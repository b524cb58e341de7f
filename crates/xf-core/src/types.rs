use std::collections::BTreeMap;

use serde::{Deserialize, Serialize};

use crate::error::Diagnostic;
use crate::value::{MediaForm, Value};

pub const SYNTHETIC_DEFAULT_LANGUAGE: &str = "default";

#[derive(Debug, Clone, Copy, PartialEq, Eq, Hash, Serialize, Deserialize)]
#[serde(rename_all = "snake_case")]
pub enum ElementKind {
    Question,
    Group,
    Repeat,
}

#[derive(Debug, Clone, Copy, PartialEq, Eq, PartialOrd, Ord, Hash)]
pub enum ContentKind {
    Label,
    Hint,
    Media(MediaForm),
}

impl ContentKind {
    pub fn node_suffix(self) -> &'static str {
        match self {
            Self::Label | Self::Media(_) => "label",
            Self::Hint => "hint",
        }
    }
}

#[derive(Debug, Clone, PartialEq, Eq, PartialOrd, Ord, Hash)]
pub enum LanguageRef {
    Implicit,
    Named(String),
}

#[derive(Debug, Clone, Default, PartialEq, Eq, Serialize, Deserialize)]
pub struct FormSettings {
    #[serde(default)]
    pub default_language: Option<String>,
}

#[derive(Debug, Clone, PartialEq, Eq, Serialize, Deserialize)]
pub struct SurveyElement {
    pub path: String,
    pub kind: ElementKind,
    #[serde(default)]
    pub list_name: Option<String>,
    #[serde(default)]
    pub choice_filter: String,
    #[serde(default)]
    pub cells: BTreeMap<String, String>,
}

impl SurveyElement {
    pub fn new(path: impl Into<String>, kind: ElementKind) -> Self {
        Self {
            path: path.into(),
            kind,
            list_name: None,
            choice_filter: String::new(),
            cells: BTreeMap::new(),
        }
    }

    pub fn with_cell(mut self, column: impl Into<String>, value: impl Into<String>) -> Self {
        self.cells.insert(column.into(), value.into());
        self
    }

    pub fn selecting(mut self, list_name: impl Into<String>, choice_filter: impl Into<String>) -> Self {
        self.list_name = Some(list_name.into());
        self.choice_filter = choice_filter.into();
        self
    }
}

#[derive(Debug, Clone, PartialEq, Eq, Serialize, Deserialize)]
pub struct ChoiceOption {
    pub value: String,
    #[serde(default)]
    pub cells: BTreeMap<String, String>,
}

impl ChoiceOption {
    pub fn new(value: impl Into<String>) -> Self {
        Self {
            value: value.into(),
            cells: BTreeMap::new(),
        }
    }

    pub fn with_cell(mut self, column: impl Into<String>, value: impl Into<String>) -> Self {
        self.cells.insert(column.into(), value.into());
        self
    }
}

#[derive(Debug, Clone, Copy, PartialEq, Eq, Hash, Serialize, Deserialize)]
#[serde(rename_all = "SCREAMING_SNAKE_CASE")]
pub enum ListClass {
    Static,
    Dynamic,
}

#[derive(Debug, Clone, PartialEq, Eq, Serialize, Deserialize)]
pub struct ChoiceList {
    pub name: String,
    pub options: Vec<ChoiceOption>,
    #[serde(default)]
    pub class: Option<ListClass>,
}

impl ChoiceList {
    pub fn new(name: impl Into<String>, options: Vec<ChoiceOption>) -> Self {
        Self {
            name: name.into(),
            options,
            class: None,
        }
    }
}

#[derive(Debug, Clone, PartialEq, Eq, Serialize, Deserialize)]
pub struct ListReference {
    pub question_path: String,
    pub choice_filter: String,
}

#[derive(Debug, Clone, PartialEq, Eq, Serialize, Deserialize)]
pub struct ClassifiedList {
    pub name: String,
    pub options: Vec<ChoiceOption>,
    pub references: Vec<ListReference>,
    pub class: ListClass,
}

#[derive(Debug, Clone, Default, PartialEq, Eq, Serialize, Deserialize)]
pub struct FormBundle {
    #[serde(default)]
    pub settings: FormSettings,
    #[serde(default)]
    pub survey_columns: Vec<String>,
    #[serde(default)]
    pub choice_columns: Vec<String>,
    #[serde(default)]
    pub elements: Vec<SurveyElement>,
    #[serde(default)]
    pub choice_lists: Vec<ChoiceList>,
}

#[derive(Debug, Clone, Default, PartialEq, Eq, Serialize, Deserialize)]
pub struct CompileOptions {
    #[serde(default)]
    pub default_language: Option<String>,
    #[serde(default)]
    pub inline_untranslated_dynamic_lists: bool,
}

#[derive(Debug, Clone, PartialEq, Eq, Serialize, Deserialize)]
pub struct Language {
    pub name: String,
    pub is_default: bool,
}

#[derive(Debug, Clone, PartialEq, Eq, Serialize, Deserialize)]
pub struct LanguageValues {
    pub language: String,
    pub values: Vec<Value>,
}

#[derive(Debug, Clone, PartialEq, Eq, Serialize, Deserialize)]
pub struct ItextNode {
    pub id: String,
    pub languages: Vec<LanguageValues>,
}

impl ItextNode {
    pub fn values_for(&self, language: &str) -> Option<&[Value]> {
        self.languages
            .iter()
            .find(|entry| entry.language == language)
            .map(|entry| entry.values.as_slice())
    }
}

#[derive(Debug, Clone, PartialEq, Eq, Serialize, Deserialize)]
pub struct TextEntry {
    pub id: String,
    pub values: Vec<Value>,
}

#[derive(Debug, Clone, PartialEq, Eq, Serialize, Deserialize)]
pub struct Translation {
    pub language: Language,
    pub entries: Vec<TextEntry>,
}

#[derive(Debug, Clone, Default, PartialEq, Eq, Serialize, Deserialize)]
pub struct TranslationTable {
    pub translations: Vec<Translation>,
}

impl TranslationTable {
    pub fn languages(&self) -> impl Iterator<Item = &Language> {
        self.translations.iter().map(|translation| &translation.language)
    }

    pub fn default_language(&self) -> Option<&Language> {
        self.languages().find(|language| language.is_default)
    }

    pub fn translation(&self, language: &str) -> Option<&Translation> {
        self.translations
            .iter()
            .find(|translation| translation.language.name == language)
    }

    pub fn entry(&self, language: &str, id: &str) -> Option<&TextEntry> {
        self.translation(language)?
            .entries
            .iter()
            .find(|entry| entry.id == id)
    }

    pub fn contains_id(&self, id: &str) -> bool {
        self.translations
            .iter()
            .any(|translation| translation.entries.iter().any(|entry| entry.id == id))
    }
}

#[derive(Debug, Clone, PartialEq, Eq, Serialize, Deserialize)]
pub struct InlineChoiceLabel {
    pub list: String,
    pub value: String,
    pub label: String,
}

#[derive(Debug, Clone, Default, PartialEq, Eq, Serialize, Deserialize)]
pub struct CompileOutput {
    pub table: TranslationTable,
    pub diagnostics: Vec<Diagnostic>,
    pub inline_choice_labels: Vec<InlineChoiceLabel>,
}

**What you need to do**
Write down how many lines of the data above carry the word "PartialOrd". Nothing else belongs in the answer.

**Answer for this exercise**
2